= Stored data entries =
========
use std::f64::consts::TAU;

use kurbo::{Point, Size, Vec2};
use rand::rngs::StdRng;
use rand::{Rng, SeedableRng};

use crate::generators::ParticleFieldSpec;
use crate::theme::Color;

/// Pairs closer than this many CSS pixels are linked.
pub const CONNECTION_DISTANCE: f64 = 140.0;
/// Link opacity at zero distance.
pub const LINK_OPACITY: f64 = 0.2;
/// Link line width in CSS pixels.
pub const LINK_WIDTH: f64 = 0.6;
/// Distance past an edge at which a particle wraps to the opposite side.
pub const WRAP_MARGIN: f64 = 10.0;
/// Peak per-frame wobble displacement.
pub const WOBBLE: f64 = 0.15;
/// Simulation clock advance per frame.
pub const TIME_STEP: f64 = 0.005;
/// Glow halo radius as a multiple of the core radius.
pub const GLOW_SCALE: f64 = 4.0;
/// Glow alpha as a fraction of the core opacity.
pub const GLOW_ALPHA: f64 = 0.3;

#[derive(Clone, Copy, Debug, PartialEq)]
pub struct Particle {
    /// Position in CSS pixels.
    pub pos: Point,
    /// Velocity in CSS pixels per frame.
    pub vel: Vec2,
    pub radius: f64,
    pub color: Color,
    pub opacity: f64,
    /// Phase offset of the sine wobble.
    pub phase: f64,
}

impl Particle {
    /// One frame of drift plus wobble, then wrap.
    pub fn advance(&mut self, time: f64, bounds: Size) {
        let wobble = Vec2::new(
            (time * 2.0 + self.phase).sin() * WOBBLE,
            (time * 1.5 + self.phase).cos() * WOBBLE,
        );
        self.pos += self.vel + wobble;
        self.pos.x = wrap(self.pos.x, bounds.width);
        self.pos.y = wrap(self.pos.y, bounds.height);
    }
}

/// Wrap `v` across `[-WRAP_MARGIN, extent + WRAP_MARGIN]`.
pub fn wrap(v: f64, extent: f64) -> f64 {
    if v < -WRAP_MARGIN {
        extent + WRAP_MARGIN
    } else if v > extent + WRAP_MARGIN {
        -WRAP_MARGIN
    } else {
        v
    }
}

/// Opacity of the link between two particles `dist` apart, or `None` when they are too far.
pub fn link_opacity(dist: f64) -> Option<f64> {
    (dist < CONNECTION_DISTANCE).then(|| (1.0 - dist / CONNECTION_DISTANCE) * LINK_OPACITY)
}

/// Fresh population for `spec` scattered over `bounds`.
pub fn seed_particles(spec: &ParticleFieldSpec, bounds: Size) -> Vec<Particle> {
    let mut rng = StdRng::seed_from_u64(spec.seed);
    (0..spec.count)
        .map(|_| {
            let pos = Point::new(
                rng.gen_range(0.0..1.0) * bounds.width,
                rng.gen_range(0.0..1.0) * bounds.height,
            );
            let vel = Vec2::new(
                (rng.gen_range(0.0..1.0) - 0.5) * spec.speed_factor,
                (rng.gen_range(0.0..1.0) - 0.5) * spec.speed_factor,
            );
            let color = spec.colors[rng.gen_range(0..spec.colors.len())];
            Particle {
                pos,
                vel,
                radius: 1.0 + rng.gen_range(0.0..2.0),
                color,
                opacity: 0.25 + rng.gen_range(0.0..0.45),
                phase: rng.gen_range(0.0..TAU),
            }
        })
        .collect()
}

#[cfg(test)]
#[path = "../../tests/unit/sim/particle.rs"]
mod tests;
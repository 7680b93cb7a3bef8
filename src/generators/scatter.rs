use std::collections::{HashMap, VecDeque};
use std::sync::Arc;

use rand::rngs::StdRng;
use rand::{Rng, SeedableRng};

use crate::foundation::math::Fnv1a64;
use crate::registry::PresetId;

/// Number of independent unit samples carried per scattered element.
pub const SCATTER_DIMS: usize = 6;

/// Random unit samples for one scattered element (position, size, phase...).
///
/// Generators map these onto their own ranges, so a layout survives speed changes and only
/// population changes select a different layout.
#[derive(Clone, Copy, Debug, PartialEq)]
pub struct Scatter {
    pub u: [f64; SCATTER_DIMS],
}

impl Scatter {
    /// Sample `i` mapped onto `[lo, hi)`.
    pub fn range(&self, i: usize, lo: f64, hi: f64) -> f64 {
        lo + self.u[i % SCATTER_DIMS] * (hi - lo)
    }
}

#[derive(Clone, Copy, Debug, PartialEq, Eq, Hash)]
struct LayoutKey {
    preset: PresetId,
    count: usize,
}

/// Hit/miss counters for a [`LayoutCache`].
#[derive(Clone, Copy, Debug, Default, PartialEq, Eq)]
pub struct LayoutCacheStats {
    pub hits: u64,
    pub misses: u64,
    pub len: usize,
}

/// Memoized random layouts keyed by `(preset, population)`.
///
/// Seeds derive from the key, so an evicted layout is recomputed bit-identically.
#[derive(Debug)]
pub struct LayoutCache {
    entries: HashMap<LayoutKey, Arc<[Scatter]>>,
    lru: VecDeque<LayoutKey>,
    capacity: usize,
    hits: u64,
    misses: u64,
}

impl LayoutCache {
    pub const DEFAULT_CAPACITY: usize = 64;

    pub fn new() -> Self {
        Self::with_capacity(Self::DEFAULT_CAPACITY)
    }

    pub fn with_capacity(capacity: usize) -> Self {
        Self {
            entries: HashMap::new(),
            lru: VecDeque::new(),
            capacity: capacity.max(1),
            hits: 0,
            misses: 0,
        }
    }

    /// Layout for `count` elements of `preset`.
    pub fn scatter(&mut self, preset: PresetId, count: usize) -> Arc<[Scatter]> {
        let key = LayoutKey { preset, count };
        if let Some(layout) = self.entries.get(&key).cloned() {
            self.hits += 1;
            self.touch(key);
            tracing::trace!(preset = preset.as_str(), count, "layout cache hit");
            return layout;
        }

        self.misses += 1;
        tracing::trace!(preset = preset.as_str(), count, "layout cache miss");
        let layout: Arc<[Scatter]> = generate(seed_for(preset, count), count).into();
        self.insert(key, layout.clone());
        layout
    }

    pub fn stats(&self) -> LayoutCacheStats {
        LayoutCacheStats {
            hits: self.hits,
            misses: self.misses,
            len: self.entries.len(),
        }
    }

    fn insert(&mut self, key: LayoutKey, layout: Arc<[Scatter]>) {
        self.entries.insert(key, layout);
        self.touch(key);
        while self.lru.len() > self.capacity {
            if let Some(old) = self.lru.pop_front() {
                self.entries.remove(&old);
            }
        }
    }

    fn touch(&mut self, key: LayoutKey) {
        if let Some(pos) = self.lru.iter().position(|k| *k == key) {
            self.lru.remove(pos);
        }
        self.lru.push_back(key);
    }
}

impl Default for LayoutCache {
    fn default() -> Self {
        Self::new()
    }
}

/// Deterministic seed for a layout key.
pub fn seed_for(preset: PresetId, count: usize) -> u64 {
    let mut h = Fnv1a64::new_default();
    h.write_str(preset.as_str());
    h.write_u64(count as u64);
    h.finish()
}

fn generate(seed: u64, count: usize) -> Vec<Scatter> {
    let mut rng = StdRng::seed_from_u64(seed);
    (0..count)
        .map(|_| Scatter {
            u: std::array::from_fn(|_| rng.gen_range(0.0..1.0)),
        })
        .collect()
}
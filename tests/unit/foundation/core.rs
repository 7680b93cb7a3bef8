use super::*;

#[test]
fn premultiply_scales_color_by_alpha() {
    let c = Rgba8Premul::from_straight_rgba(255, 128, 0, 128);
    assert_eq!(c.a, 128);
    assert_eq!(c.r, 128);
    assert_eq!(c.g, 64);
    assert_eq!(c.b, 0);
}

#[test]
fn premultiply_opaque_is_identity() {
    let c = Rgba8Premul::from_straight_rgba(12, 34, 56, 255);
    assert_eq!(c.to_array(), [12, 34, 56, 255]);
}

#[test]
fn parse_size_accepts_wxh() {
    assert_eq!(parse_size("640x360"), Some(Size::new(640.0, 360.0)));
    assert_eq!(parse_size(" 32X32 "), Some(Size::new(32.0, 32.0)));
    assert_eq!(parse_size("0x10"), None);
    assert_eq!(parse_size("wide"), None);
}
========
= YOUR INSTRUCTIONS =
Reproduce only the lines above spanning from the line containing "per scattered element." through the line containing "pub fn new()", word for word.

= RESULT OF THIS EXERCISE =
/// Number of independent unit samples carried per scattered element.
pub const SCATTER_DIMS: usize = 6;

/// Random unit samples for one scattered element (position, size, phase...).
///
/// Generators map these onto their own ranges, so a layout survives speed changes and only
/// population changes select a different layout.
#[derive(Clone, Copy, Debug, PartialEq)]
pub struct Scatter {
    pub u: [f64; SCATTER_DIMS],
}

impl Scatter {
    /// Sample `i` mapped onto `[lo, hi)`.
    pub fn range(&self, i: usize, lo: f64, hi: f64) -> f64 {
        lo + self.u[i % SCATTER_DIMS] * (hi - lo)
    }
}

#[derive(Clone, Copy, Debug, PartialEq, Eq, Hash)]
struct LayoutKey {
    preset: PresetId,
    count: usize,
}

/// Hit/miss counters for a [`LayoutCache`].
#[derive(Clone, Copy, Debug, Default, PartialEq, Eq)]
pub struct LayoutCacheStats {
    pub hits: u64,
    pub misses: u64,
    pub len: usize,
}

/// Memoized random layouts keyed by `(preset, population)`.
///
/// Seeds derive from the key, so an evicted layout is recomputed bit-identically.
#[derive(Debug)]
pub struct LayoutCache {
    entries: HashMap<LayoutKey, Arc<[Scatter]>>,
    lru: VecDeque<LayoutKey>,
    capacity: usize,
    hits: u64,
    misses: u64,
}

impl LayoutCache {
    pub const DEFAULT_CAPACITY: usize = 64;

    pub fn new() -> Self {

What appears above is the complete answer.